M_state ~= q * (batch * seq) * H * (replicas + overhead)

For inference, thermocompute now supports chunked projected evaluation. The full width still exists in the weights, but the emulator only materializes a slice of hidden thermodynamic state at a time:

M_state_chunked ~= q * (batch * seq) * C * (replicas + overhead)

where C = memory_efficient_chunk_size. The readout is accumulated chunk by chunk:

y = bias + sum_i W_out[:, i:i+C] * tanh(thermo_chunk_i(x))

This keeps peak activation/state memory proportional to C instead of H. It does not reduce parameter memory, and it can increase software wall time because chunks run sequentially in the emulator. The modeled hardware physical time remains t_f, because the chunks represent parallel physical units on the target substrate.

Enable it at construction:

layer = ThermodynamicTransformerLayer(
    embed_dim=4096,
    num_heads=32,
    thermo_hidden_dim=500_000,
    t_f=0.2,
    dt=0.04,
    memory_efficient_chunk_size=8192,
).to(device)

or override per call:

y, info = layer(tokens, chunk_size=4096, return_info=True)

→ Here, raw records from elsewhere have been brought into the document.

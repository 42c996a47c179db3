// src/commands/mkdir/mod.rs
use async_trait::async_trait;

use crate::commands::{Command, CommandContext, CommandResult};

pub struct MkdirCommand;

#[async_trait]
impl Command for MkdirCommand {
    fn name(&self) -> &'static str {
        "mkdir"
    }

    fn description(&self) -> &'static str {
        "Create directories"
    }

    async fn execute(&self, ctx: CommandContext) -> CommandResult {
        if ctx.args.is_empty() {
            return CommandResult::error("mkdir: missing operand\n".to_string());
        }
        let mut tree = ctx.tree.write().await;
        let mut stderr = String::new();
        for path in &ctx.args {
            if let Err(e) = tree.make_directory(path) {
                stderr.push_str(&format!("mkdir: {e}\n"));
            }
        }
        if stderr.is_empty() {
            CommandResult::success(String::new())
        } else {
            CommandResult::error(stderr)
        }
    }
}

The same option is available on ThermodynamicFFN and ThermodynamicTransformerConfig.

For quick planning, the package includes first-order memory estimators:

from thermocompute import estimate_classical_ffn_memory, estimate_thermo_ffn_memory

classical = estimate_classical_ffn_memory(
    input_dim=4096,
    hidden_dim=500_000,
    batch_tokens=2048,
    dtype_bytes=2,
)

thermo = estimate_thermo_ffn_memory(
    input_dim=4096,
    hidden_dim=500_000,
    batch_tokens=2048,
    dtype_bytes=2,
    replicas=1,
    chunk_size=8192,
)

print(classical.peak_bytes / 1e9)
print(thermo.peak_bytes / 1e9)

Best-Case Memory Scaling: No Replicas

For production GPU use, the best case is the no-replica thermodynamic FFN:

R = 1
tempering = False
memory_efficient_chunk_size = C

Compare a classical dense FFN and a no-replica thermodynamic FFN with:

D = input/embed dimension
E = output/embed dimension
H = hidden thermodynamic width
N = batch * sequence length
q = bytes per scalar
C = chunk size

Classical dense FFN:

params_classical ~= H(D + E)
activation_classical_peak ~= N H
M_classical_peak ~= q [ H(D + E) + N H + N E ]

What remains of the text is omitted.